P.S. I want to use the repeaters in some of my queries (TODAY’s and NEXT), but using :block/repeated? true falls a bit short, since I would like to actually show the repeated task only when the repetition is scheduled.
I’ve been reading the mentioned thread and took a look here, but couldn’t find how to do arithmetics on repeated date.
I currently don’t look at my journal pages itself at all. So I don’t have queries on them. I do near every entry in the journal through my start page.
I do some interesting queries on my reflection page, for planning my tasks.
I also have a general tasks page which has some queries, but is mainly to hold all my repeating tasks.
anything that is past due date, that is also not on my week plan
unplanned
anything without a scheduled date that is a task on a journal page. (I don’t want to show all my project/game tasks)
planned
anything scheduled, outside of repeating tasks
shopping
anything labeled shopping, but not clothes
shopping clothes
anything labeled shopping and clothes
daily tasks
weekly tasks
monthly tasks
yearly tasks
I kind of abuse the priority system to give priority X to daily, priority Y to weekly and priority Z to monthly tasks. (they are also not strictly on that rotation.

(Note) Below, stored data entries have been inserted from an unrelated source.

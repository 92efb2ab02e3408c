use crate::task::{MAX_DAYS, TaskSelection};
use thiserror::Error;

/// Rejections raised before any expansion runs. `Display` is the user-facing message.
#[derive(Debug, Clone, PartialEq, Eq, Error)]
pub enum ValidationError {
    #[error("select at least one task")]
    EmptySelection,
    #[error("task '{task}' needs at least 1 day (got {dias})")]
    InvalidDays { task: String, dias: i32 },
    #[error("task '{task}' allows at most {max} days (got {dias})", max = MAX_DAYS)]
    TooManyDays { task: String, dias: i32 },
    #[error("enter at least one item")]
    EmptyItems,
}

pub fn validate_selection(selection: &TaskSelection) -> Result<(), ValidationError> {
    if selection.dias <= 0 {
        return Err(ValidationError::InvalidDays {
            task: selection.nome.clone(),
            dias: selection.dias,
        });
    }
    if selection.dias > MAX_DAYS {
        return Err(ValidationError::TooManyDays {
            task: selection.nome.clone(),
            dias: selection.dias,
        });
    }
    Ok(())
}

/// Guards `expand_percentual`: stops at the first offending selection.
pub fn validate_percentual(selections: &[TaskSelection]) -> Result<(), ValidationError> {
    if selections.is_empty() {
        return Err(ValidationError::EmptySelection);
    }
    for selection in selections {
        validate_selection(selection)?;
    }
    Ok(())
}

/// Guards `expand_multiplicador`: at least one item must survive trimming.
pub fn validate_multiplicador<S: AsRef<str>>(items: &[S]) -> Result<(), ValidationError> {
    if items.iter().all(|item| item.as_ref().trim().is_empty()) {
        return Err(ValidationError::EmptyItems);
    }
    Ok(())
}
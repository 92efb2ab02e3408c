pub mod calendar;
pub mod config;
pub mod distribution;
pub mod expand;
pub mod naming;
pub mod persistence;
pub mod task;
pub mod template;
pub mod validation;
#[cfg(feature = "webhook")]
pub mod webhook;
pub mod wizard;
pub mod workload;

pub use calendar::{HolidayCalendar, next_friday_on_or_after, weekdays_in_range};
pub use config::{ConfigError, HubConfig};
pub use distribution::{distribute_even, round_to};
pub use expand::{expand_category, expand_multiplicador, expand_percentual, progressive_percentages};
pub use naming::{TaskSummary, format_generic_task_name, name_generic_tasks, summarize};
#[cfg(feature = "sqlite")]
pub use persistence::sqlite::SqlitePlanStore;
pub use persistence::{
    JournalStatus, PersistenceError, PlanStore, StoredPlan, load_payload_from_json,
    save_payload_to_json, save_records_to_csv, save_tasks_to_csv,
};
pub use task::{
    CategorySelection, DailyTaskRecord, ExpandedTask, GenericTask, SubmissionPayload,
    TaskSelection,
};
pub use template::{Category, LogicKind, TemplateTask, WbsTemplate, load_templates, parse_items};
pub use validation::{ValidationError, validate_multiplicador, validate_percentual};
#[cfg(feature = "webhook")]
pub use webhook::{DeliveryReport, DeliveryResult, WebhookClient, WebhookError};
pub use wizard::{Pendencia, WbsSelection, Wizard, WizardError, WizardStep};
pub use workload::{
    DEFAULT_HOURS_PER_PERSON, distribute_daily, distribute_friday_anchored, distribute_weekly,
};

For example daily is anything between every day and every 6 days etc)
This way I can apply some extra filtering in my queries through :block/priority.

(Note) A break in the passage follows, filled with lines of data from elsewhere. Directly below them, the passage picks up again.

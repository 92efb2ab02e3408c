use crate::expand::{expand_category, expand_percentual};
use crate::naming::name_generic_tasks;
use crate::task::{CategorySelection, ExpandedTask, GenericTask, SubmissionPayload, TaskSelection};
use crate::validation::{ValidationError, validate_multiplicador, validate_percentual};
use crate::workload::{DEFAULT_HOURS_PER_PERSON, distribute_daily};
use chrono::NaiveDate;
use serde::{Deserialize, Serialize};
use std::fmt;
use thiserror::Error;
use tracing::debug;

#[derive(Debug, Clone, Copy, PartialEq, Eq, Serialize, Deserialize)]
#[serde(rename_all = "snake_case")]
pub enum WizardStep {
    Pendencia,
    TasksGenericas,
    Wbs,
    Review,
}

impl WizardStep {
    pub fn as_str(&self) -> &'static str {
        match self {
            WizardStep::Pendencia => "pendencia",
            WizardStep::TasksGenericas => "tasks_genericas",
            WizardStep::Wbs => "wbs",
            WizardStep::Review => "review",
        }
    }

    fn previous(self) -> Self {
        match self {
            WizardStep::Pendencia | WizardStep::TasksGenericas => WizardStep::Pendencia,
            WizardStep::Wbs => WizardStep::TasksGenericas,
            WizardStep::Review => WizardStep::Wbs,
        }
    }
}

impl fmt::Display for WizardStep {
    fn fmt(&self, f: &mut fmt::Formatter<'_>) -> fmt::Result {
        f.pad(self.as_str())
    }
}

#[derive(Debug, Error)]
pub enum WizardError {
    #[error("action requires step '{expected}' but the wizard is at '{actual}'")]
    WrongStep {
        expected: WizardStep,
        actual: WizardStep,
    },
    #[error("fill in the pending item first")]
    MissingPendencia,
    #[error("invalid pending item: {0}")]
    InvalidPendencia(String),
    #[error("the date range has no weekday to schedule")]
    NoGenericTasks,
    #[error("choose a WBS template first")]
    MissingSelection,
    #[error("WBS code and project are required")]
    MissingWbsIdentity,
    #[error(transparent)]
    Validation(#[from] ValidationError),
}

/// The pending item the generic tasks are generated for.
#[derive(Debug, Clone, PartialEq, Eq, Serialize, Deserialize)]
pub struct Pendencia {
    pub pending_id: String,
    pub os: String,
    pub subconjunto: String,
    pub data_inicio: NaiveDate,
    pub prazo_limite: NaiveDate,
    pub colaboradores: u32,
}

impl Pendencia {
    fn validate(&self) -> Result<(), WizardError> {
        if self.pending_id.trim().is_empty() {
            return Err(WizardError::InvalidPendencia("pending_id is empty".into()));
        }
        if self.os.trim().is_empty() {
            return Err(WizardError::InvalidPendencia("os is empty".into()));
        }
        if self.data_inicio > self.prazo_limite {
            return Err(WizardError::InvalidPendencia(format!(
                "start date {} is after deadline {}",
                self.data_inicio, self.prazo_limite
            )));
        }
        if self.colaboradores == 0 {
            return Err(WizardError::InvalidPendencia(
                "at least one collaborator is required".into(),
            ));
        }
        Ok(())
    }
}

/// The template-driven part of a submission.
#[derive(Debug, Clone, PartialEq, Eq, Serialize, Deserialize)]
#[serde(tag = "tipo_logica", rename_all = "lowercase")]
pub enum WbsSelection {
    Percentual {
        wbs_type: String,
        code: String,
        project: String,
        selections: Vec<TaskSelection>,
    },
    Multiplicador {
        wbs_type: String,
        code: String,
        project: String,
        category: CategorySelection,
    },
}

impl WbsSelection {
    pub fn wbs_type(&self) -> &str {
        match self {
            WbsSelection::Percentual { wbs_type, .. } | WbsSelection::Multiplicador { wbs_type, .. } => {
                wbs_type
            }
        }
    }

    /// Runs the matching validator, then the matching expander.
    pub fn expand(&self) -> Result<Vec<ExpandedTask>, WizardError> {
        match self {
            WbsSelection::Percentual {
                wbs_type,
                code,
                project,
                selections,
            } => {
                require_identity(code, project)?;
                validate_percentual(selections)?;
                Ok(expand_percentual(code, project, wbs_type, selections))
            }
            WbsSelection::Multiplicador {
                wbs_type,
                code,
                project,
                category,
            } => {
                require_identity(code, project)?;
                validate_multiplicador(&category.itens)?;
                Ok(expand_category(code, project, wbs_type, category))
            }
        }
    }
}

fn require_identity(code: &str, project: &str) -> Result<(), WizardError> {
    if code.trim().is_empty() || project.trim().is_empty() {
        return Err(WizardError::MissingWbsIdentity);
    }
    Ok(())
}

/// Explicit state for the pending item -> generic tasks -> WBS -> review flow.
///
/// The step only advances on a `confirm_*` call; `back` keeps everything
/// entered so far.
#[derive(Debug, Clone)]
pub struct Wizard {
    step: WizardStep,
    hours_per_person: f64,
    pendencia: Option<Pendencia>,
    tasks_genericas: Vec<GenericTask>,
    wbs_selection: Option<WbsSelection>,
    wbs_tasks: Vec<ExpandedTask>,
}

impl Default for Wizard {
    fn default() -> Self {
        Self::new(DEFAULT_HOURS_PER_PERSON)
    }
}

impl Wizard {
    pub fn new(hours_per_person: f64) -> Self {
        Self {
            step: WizardStep::Pendencia,
            hours_per_person,
            pendencia: None,
            tasks_genericas: Vec::new(),
            wbs_selection: None,
            wbs_tasks: Vec::new(),
        }
    }

    pub fn step(&self) -> WizardStep {
        self.step
    }

    pub fn pendencia(&self) -> Option<&Pendencia> {
        self.pendencia.as_ref()
    }

    pub fn tasks_genericas(&self) -> &[GenericTask] {
        &self.tasks_genericas
    }

    pub fn wbs_selection(&self) -> Option<&WbsSelection> {
        self.wbs_selection.as_ref()
    }

    pub fn wbs_tasks(&self) -> &[ExpandedTask] {
        &self.wbs_tasks
    }

    fn expect_step(&self, expected: WizardStep) -> Result<(), WizardError> {
        if self.step != expected {
            return Err(WizardError::WrongStep {
                expected,
                actual: self.step,
            });
        }
        Ok(())
    }

    pub fn set_pendencia(&mut self, pendencia: Pendencia) -> Result<(), WizardError> {
        self.expect_step(WizardStep::Pendencia)?;
        self.pendencia = Some(pendencia);
        Ok(())
    }

    /// Validates the pending item and generates its named daily tasks.
    pub fn confirm_pendencia(&mut self) -> Result<&[GenericTask], WizardError> {
        self.expect_step(WizardStep::Pendencia)?;
        let pendencia = self.pendencia.as_ref().ok_or(WizardError::MissingPendencia)?;
        pendencia.validate()?;

        let records = distribute_daily(
            pendencia.data_inicio,
            pendencia.prazo_limite,
            pendencia.colaboradores,
            self.hours_per_person,
        );
        if records.is_empty() {
            return Err(WizardError::NoGenericTasks);
        }
        self.tasks_genericas = name_generic_tasks(&pendencia.os, &pendencia.subconjunto, &records);
        debug!(
            pending_id = %pendencia.pending_id,
            tasks = self.tasks_genericas.len(),
            "pendencia confirmed"
        );
        self.step = WizardStep::TasksGenericas;
        Ok(&self.tasks_genericas)
    }

    pub fn confirm_tasks_genericas(&mut self) -> Result<(), WizardError> {
        self.expect_step(WizardStep::TasksGenericas)?;
        if self.tasks_genericas.is_empty() {
            return Err(WizardError::NoGenericTasks);
        }
        self.step = WizardStep::Wbs;
        Ok(())
    }

    pub fn set_wbs_selection(&mut self, selection: WbsSelection) -> Result<(), WizardError> {
        self.expect_step(WizardStep::Wbs)?;
        self.wbs_selection = Some(selection);
        Ok(())
    }

    /// Validates and expands the WBS selection, then moves to review.
    pub fn confirm_wbs(&mut self) -> Result<&[ExpandedTask], WizardError> {
        self.expect_step(WizardStep::Wbs)?;
        let selection = self.wbs_selection.as_ref().ok_or(WizardError::MissingSelection)?;
        self.wbs_tasks = selection.expand()?;
        debug!(
            wbs_type = selection.wbs_type(),
            tasks = self.wbs_tasks.len(),
            "wbs confirmed"
        );
        self.step = WizardStep::Review;
        Ok(&self.wbs_tasks)
    }

    pub fn back(&mut self) -> WizardStep {
        self.step = self.step.previous();
        self.step
    }

    pub fn payload(&self) -> Result<SubmissionPayload, WizardError> {
        self.expect_step(WizardStep::Review)?;
        let pendencia = self.pendencia.as_ref().ok_or(WizardError::MissingPendencia)?;
        Ok(SubmissionPayload {
            pending_id: pendencia.pending_id.clone(),
            os: pendencia.os.clone(),
            subconjunto: pendencia.subconjunto.clone(),
            tasks_genericas: self.tasks_genericas.clone(),
            wbs: self.wbs_tasks.clone(),
        })
    }

    pub fn reset(&mut self) {
        *self = Self::new(self.hours_per_person);
    }
}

I barely use this page though. I mostly use my start and my contents pages in daily use.
They have queries to get relevant information for today.

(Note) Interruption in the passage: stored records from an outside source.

//! Client for the automation webhook that turns tasks into board items.

use crate::config::{ConfigError, HubConfig};
use crate::task::{ExpandedTask, SubmissionPayload};
use serde::{Deserialize, Serialize};
use std::time::Duration;
use thiserror::Error;
use tracing::{debug, info, warn};

#[derive(Debug, Error)]
pub enum WebhookError {
    #[error("HTTP request failed: {0}")]
    Http(#[from] reqwest::Error),
    #[error("webhook endpoint is not configured")]
    NotConfigured,
    #[error("webhook rejected the payload with HTTP {status}")]
    Rejected { status: u16 },
    #[error(transparent)]
    Config(#[from] ConfigError),
}

/// Outcome of posting a single task.
#[derive(Debug, Clone, PartialEq, Eq, Serialize, Deserialize)]
pub struct DeliveryResult {
    pub tarefa: String,
    /// `None` when the request never got a response.
    pub status: Option<u16>,
    pub ok: bool,
}

#[derive(Debug, Clone, PartialEq, Eq, Serialize, Deserialize)]
pub struct DeliveryReport {
    pub ok: bool,
    pub message: String,
    pub results: Vec<DeliveryResult>,
}

pub struct WebhookClient {
    endpoint: String,
    delay: Duration,
    client: reqwest::Client,
}

impl WebhookClient {
    pub fn new(
        endpoint: impl Into<String>,
        timeout: Duration,
        delay: Duration,
    ) -> Result<Self, WebhookError> {
        let endpoint = endpoint.into();
        if endpoint.trim().is_empty() {
            return Err(WebhookError::NotConfigured);
        }
        let client = reqwest::Client::builder().timeout(timeout).build()?;
        Ok(Self {
            endpoint,
            delay,
            client,
        })
    }

    pub fn from_config(config: &HubConfig) -> Result<Self, WebhookError> {
        if !config.endpoint_configured() {
            return Err(WebhookError::NotConfigured);
        }
        Self::new(config.make_endpoint.clone(), config.timeout(), config.delay()?)
    }

    pub fn endpoint(&self) -> &str {
        &self.endpoint
    }

    /// Posts every task in order, one request each, waiting `delay` between
    /// requests.
    ///
    /// Per-task failures are collected into the report instead of aborting the
    /// run. `progress` receives the completed fraction after each task.
    pub async fn send_tasks<F>(&self, tasks: &[ExpandedTask], mut progress: F) -> DeliveryReport
    where
        F: FnMut(f64),
    {
        let total = tasks.len();
        let mut results = Vec::with_capacity(total);
        let mut errors = Vec::new();

        for (idx, task) in tasks.iter().enumerate() {
            match self.client.post(&self.endpoint).json(task).send().await {
                Ok(response) => {
                    let status = response.status();
                    let ok = status.is_success();
                    if !ok {
                        warn!(tarefa = %task.tarefa, status = status.as_u16(), "webhook rejected task");
                        errors.push(format!("{}: HTTP {}", task.tarefa, status.as_u16()));
                    }
                    results.push(DeliveryResult {
                        tarefa: task.tarefa.clone(),
                        status: Some(status.as_u16()),
                        ok,
                    });
                }
                Err(err) => {
                    warn!(tarefa = %task.tarefa, error = %err, "webhook request failed");
                    errors.push(format!("{}: {err}", task.tarefa));
                    results.push(DeliveryResult {
                        tarefa: task.tarefa.clone(),
                        status: None,
                        ok: false,
                    });
                }
            }

            progress((idx + 1) as f64 / total as f64);

            if idx + 1 < total && !self.delay.is_zero() {
                tokio::time::sleep(self.delay).await;
            }
        }

        let report = if errors.is_empty() {
            DeliveryReport {
                ok: true,
                message: format!("{total} tarefas criadas com sucesso!"),
                results,
            }
        } else {
            DeliveryReport {
                ok: false,
                message: format!("Erros em {} tarefas:\n{}", errors.len(), errors.join("\n")),
                results,
            }
        };
        info!(total, failed = errors.len(), "webhook delivery finished");
        report
    }

    /// Posts the combined submission object in a single request.
    pub async fn send_payload(&self, payload: &SubmissionPayload) -> Result<(), WebhookError> {
        let response = self.client.post(&self.endpoint).json(payload).send().await?;
        let status = response.status();
        if !status.is_success() {
            warn!(pending_id = %payload.pending_id, status = status.as_u16(), "webhook rejected payload");
            return Err(WebhookError::Rejected {
                status: status.as_u16(),
            });
        }
        debug!(pending_id = %payload.pending_id, "payload delivered");
        Ok(())
    }
}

I have review moments on a weekly and 6 week basis to look at other tasks.
With the caveat that I don’t have a big task list anyway. So yeah.
As for performance, queries are rendered on a per page basis. So it doesn’t matter how many pages have queries, it matters how many queries a page has. And also how the queries themselves perform. My contents page is a huge page of queries, but I have no performance issues with it as the queries themselves are fast. Also they have lazy loading, so not everything is loaded all at once.
lol thanks
I wish I could do more in terms of sharing my knowledge in a more organized manner through my blog. But being exhausted all the time has not been helping.
Exactly like that!
Input like :today gives an integer of yyyymmdd (eg. 20240721)
The scheduled attribute also is an integer of yyyymmdd. Just as journal-day attribute is.
So to give quite an extensive example, I have a query to find tasks that are scheduled for today, but that I haven’t put down on today’s plan.
#+BEGIN_QUERY
{:title [:b.h.subtle "☑️ Gemist op de planning"]
:inputs [:today]
:query [:find ?has-child (pull ?b [*])
:in $ ?dag
:where
;tasks planned for today
[?b :block/marker "TODO"]
[?b :block/scheduled ?dag]
;no subtasks. There's a special reason I have this and I keep forgetting why :D
(not
[?b :block/parent ?x]
[?x :block/marker "TODO"]
[?x :block/scheduled ?dag]
)
;exclude tasks that are planned in
;either today or later
;my weekplanning page references journals,
;that's how I can filter that easily
(not
[?w :block/name "weekplanning"]
[?plan :block/page ?w]
[?plan :block/refs ?b]
[?plan :block/path-refs ?j]
[?j :block/journal-day ?jd]
[(>= ?jd ?dag)]
)
;exclude any daily tasks, like I said abusing the priority system here.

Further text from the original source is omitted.